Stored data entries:
───

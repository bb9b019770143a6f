use alloy_primitives::{Address, Bytes, U256};
use serde::{Deserialize, Serialize};
use sha2::{Digest, Sha256};

use crate::serde_helpers::u256_decimal;
use crate::types::OrderHash;

const ORDER_HASH_DOMAIN: &[u8] = b"mesh:order:v3:";

/// Off-chain trade intent, field-for-field the 0x v3 order.
#[derive(Clone, Debug, PartialEq, Eq, Default, Serialize, Deserialize)]
#[serde(rename_all = "camelCase")]
pub struct Order {
    pub chain_id: u64,
    pub exchange_address: Address,
    pub maker_address: Address,
    pub taker_address: Address,
    pub sender_address: Address,
    pub fee_recipient_address: Address,
    pub maker_asset_data: Bytes,
    pub taker_asset_data: Bytes,
    pub maker_fee_asset_data: Bytes,
    pub taker_fee_asset_data: Bytes,
    #[serde(with = "u256_decimal")]
    pub maker_asset_amount: U256,
    #[serde(with = "u256_decimal")]
    pub taker_asset_amount: U256,
    #[serde(with = "u256_decimal")]
    pub maker_fee: U256,
    #[serde(with = "u256_decimal")]
    pub taker_fee: U256,
    #[serde(with = "u256_decimal")]
    pub expiration_time_seconds: U256,
    #[serde(with = "u256_decimal")]
    pub salt: U256,
}

impl Order {
    /// Deterministic content hash. Variable-length fields are length
    /// prefixed so distinct orders never share a preimage.
    pub fn compute_order_hash(&self) -> OrderHash {
        let mut hasher = Sha256::new();
        hasher.update(ORDER_HASH_DOMAIN);
        hasher.update(self.chain_id.to_be_bytes());
        for address in [
            &self.exchange_address,
            &self.maker_address,
            &self.taker_address,
            &self.sender_address,
            &self.fee_recipient_address,
        ] {
            hasher.update(address.as_slice());
        }
        for data in [
            &self.maker_asset_data,
            &self.taker_asset_data,
            &self.maker_fee_asset_data,
            &self.taker_fee_asset_data,
        ] {
            hasher.update((data.len() as u64).to_be_bytes());
            hasher.update(data.as_ref());
        }
        for amount in [
            &self.maker_asset_amount,
            &self.taker_asset_amount,
            &self.maker_fee,
            &self.taker_fee,
            &self.expiration_time_seconds,
            &self.salt,
        ] {
            hasher.update(amount.to_be_bytes::<32>());
        }
        OrderHash::from(<[u8; 32]>::from(hasher.finalize()))
    }

    pub fn is_expired_at(&self, unix_secs: u64) -> bool {
        self.expiration_time_seconds <= U256::from(unix_secs)
    }

    pub fn has_zero_amount(&self) -> bool {
        self.maker_asset_amount.is_zero() || self.taker_asset_amount.is_zero()
    }
}

/// An order together with the maker's signature. Serializes flat, the
/// way peers and filters see it.
#[derive(Clone, Debug, PartialEq, Eq, Default, Serialize, Deserialize)]
pub struct SignedOrder {
    #[serde(flatten)]
    pub order: Order,
    pub signature: Bytes,
}

impl SignedOrder {
    pub fn new(order: Order, signature: Bytes) -> Self {
        Self { order, signature }
    }

    /// The signature is not part of the hash.
    pub fn compute_order_hash(&self) -> OrderHash {
        self.order.compute_order_hash()
    }

    /// JSON object form evaluated by interest filters.
    pub fn to_json_value(&self) -> serde_json::Result<serde_json::Value> {
        serde_json::to_value(self)
    }
}
use serde::{Deserialize, Serialize};
use std::fmt;

#[derive(Clone, Copy, Debug, PartialEq, Eq, PartialOrd, Ord, Hash, Serialize, Deserialize)]
#[serde(transparent)]
pub struct ChainId(pub u64);

impl ChainId {
    pub const MAINNET: ChainId = ChainId(1);
    pub const ROPSTEN: ChainId = ChainId(3);
    pub const KOVAN: ChainId = ChainId(42);
    pub const GANACHE: ChainId = ChainId(1337);

    #[inline]
    pub fn get(&self) -> u64 {
        self.0
    }

    pub fn name(&self) -> Option<&'static str> {
        match *self {
            Self::MAINNET => Some("mainnet"),
            Self::ROPSTEN => Some("ropsten"),
            Self::KOVAN => Some("kovan"),
            Self::GANACHE => Some("ganache"),
            _ => None,
        }
    }
}

impl From<u64> for ChainId {
    fn from(value: u64) -> Self {
        ChainId(value)
    }
}

impl fmt::Display for ChainId {
    fn fmt(&self, f: &mut fmt::Formatter<'_>) -> fmt::Result {
        match self.name() {
            Some(name) => write!(f, "{} ({name})", self.0),
            None => write!(f, "{}", self.0),
        }
    }
}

───

* **What the task requires**: Search the data for the word "KOVAN" and copy each line where it appears.

* **Output for this task**:
    pub const KOVAN: ChainId = ChainId(42);
            Self::KOVAN => Some("kovan"),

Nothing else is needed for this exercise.